_Work to complete_. Pull out each line of the records holding the string "WHERE".
Start of Block
// src/db/models/dependency.rs

//! DependencyEntry model - dependency strings stored per package

use super::package::PackageId;
use crate::error::Result;
use rusqlite::{Connection, OptionalExtension, Row, params};
use serde::{Deserialize, Serialize};
use std::str::FromStr;

/// When a dependency is needed
#[derive(
    Debug, Clone, Copy, Default, PartialEq, Eq, Hash, PartialOrd, Ord, Serialize, Deserialize,
)]
#[serde(rename_all = "lowercase")]
pub enum DependencyKind {
    #[default]
    Runtime,
    Build,
    /// Needed after the package is merged
    Post,
    /// Added by hand on the repository side
    Manual,
}

impl DependencyKind {
    pub fn as_str(&self) -> &str {
        match self {
            DependencyKind::Runtime => "runtime",
            DependencyKind::Build => "build",
            DependencyKind::Post => "post",
            DependencyKind::Manual => "manual",
        }
    }
}

impl FromStr for DependencyKind {
    type Err = String;

    fn from_str(s: &str) -> std::result::Result<Self, Self::Err> {
        match s {
            "runtime" => Ok(DependencyKind::Runtime),
            "build" => Ok(DependencyKind::Build),
            "post" | "post-merge" => Ok(DependencyKind::Post),
            "manual" => Ok(DependencyKind::Manual),
            _ => Err(format!("Invalid dependency kind: {s}")),
        }
    }
}

/// A dependency string owned by a package
#[derive(Debug, Clone, PartialEq, Eq)]
pub struct DependencyEntry {
    pub id: Option<i64>,
    pub package_id: PackageId,
    pub dependency: String,
    pub kind: DependencyKind,
}

impl DependencyEntry {
    pub fn new(package_id: PackageId, dependency: String, kind: DependencyKind) -> Self {
        Self {
            id: None,
            package_id,
            dependency,
            kind,
        }
    }

    pub fn insert(&mut self, conn: &Connection) -> Result<i64> {
        conn.execute(
            "INSERT INTO dependencies (package_id, dependency, kind) VALUES (?1, ?2, ?3)",
            params![self.package_id, &self.dependency, self.kind.as_str()],
        )?;

        let id = conn.last_insert_rowid();
        self.id = Some(id);
        Ok(id)
    }

    pub fn find_by_id(conn: &Connection, id: i64) -> Result<Option<Self>> {
        let mut stmt = conn.prepare(
            "SELECT id, package_id, dependency, kind FROM dependencies WHERE id = ?1",
        )?;
        let dep = stmt.query_row([id], Self::from_row).optional()?;
        Ok(dep)
    }

    /// All dependencies of a package, in insertion order
    pub fn find_by_package(conn: &Connection, package_id: PackageId) -> Result<Vec<Self>> {
        let mut stmt = conn.prepare(
            "SELECT id, package_id, dependency, kind FROM dependencies
             WHERE package_id = ?1 ORDER BY id",
        )?;
        let deps = stmt
            .query_map([package_id], Self::from_row)?
            .collect::<rusqlite::Result<Vec<_>>>()?;
        Ok(deps)
    }

    /// Dependencies whose text contains `needle`
    pub fn search(conn: &Connection, needle: &str) -> Result<Vec<Self>> {
        let mut stmt = conn.prepare(
            "SELECT id, package_id, dependency, kind FROM dependencies
             WHERE instr(dependency, ?1) > 0 ORDER BY id",
        )?;
        let deps = stmt
            .query_map([needle], Self::from_row)?
            .collect::<rusqlite::Result<Vec<_>>>()?;
        Ok(deps)
    }

    /// Replace the text of a dependency; the kind is left alone
    pub fn update_dependency(conn: &Connection, id: i64, dependency: &str) -> Result<()> {
        conn.execute(
            "UPDATE dependencies SET dependency = ?1 WHERE id = ?2",
            params![dependency, id],
        )?;
        Ok(())
    }

    pub fn delete(conn: &Connection, id: i64) -> Result<()> {
        conn.execute("DELETE FROM dependencies WHERE id = ?1", [id])?;
        Ok(())
    }

    pub(crate) fn from_row(row: &Row) -> rusqlite::Result<Self> {
        let kind_str: String = row.get(3)?;
        let kind = kind_str.parse::<DependencyKind>().map_err(|e| {
            rusqlite::Error::FromSqlConversionFailure(
                3,
                rusqlite::types::Type::Text,
                Box::new(std::io::Error::new(std::io::ErrorKind::InvalidData, e)),
            )
        })?;

        Ok(Self {
            id: Some(row.get(0)?),
            package_id: row.get(1)?,
            dependency: row.get(2)?,
            kind,
        })
    }
}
End of Block
_Output of the exercise_.
            "SELECT id, package_id, dependency, kind FROM dependencies WHERE id = ?1",
             WHERE package_id = ?1 ORDER BY id",
             WHERE instr(dependency, ?1) > 0 ORDER BY id",
            "UPDATE dependencies SET dependency = ?1 WHERE id = ?2",
        conn.execute("DELETE FROM dependencies WHERE id = ?1", [id])?;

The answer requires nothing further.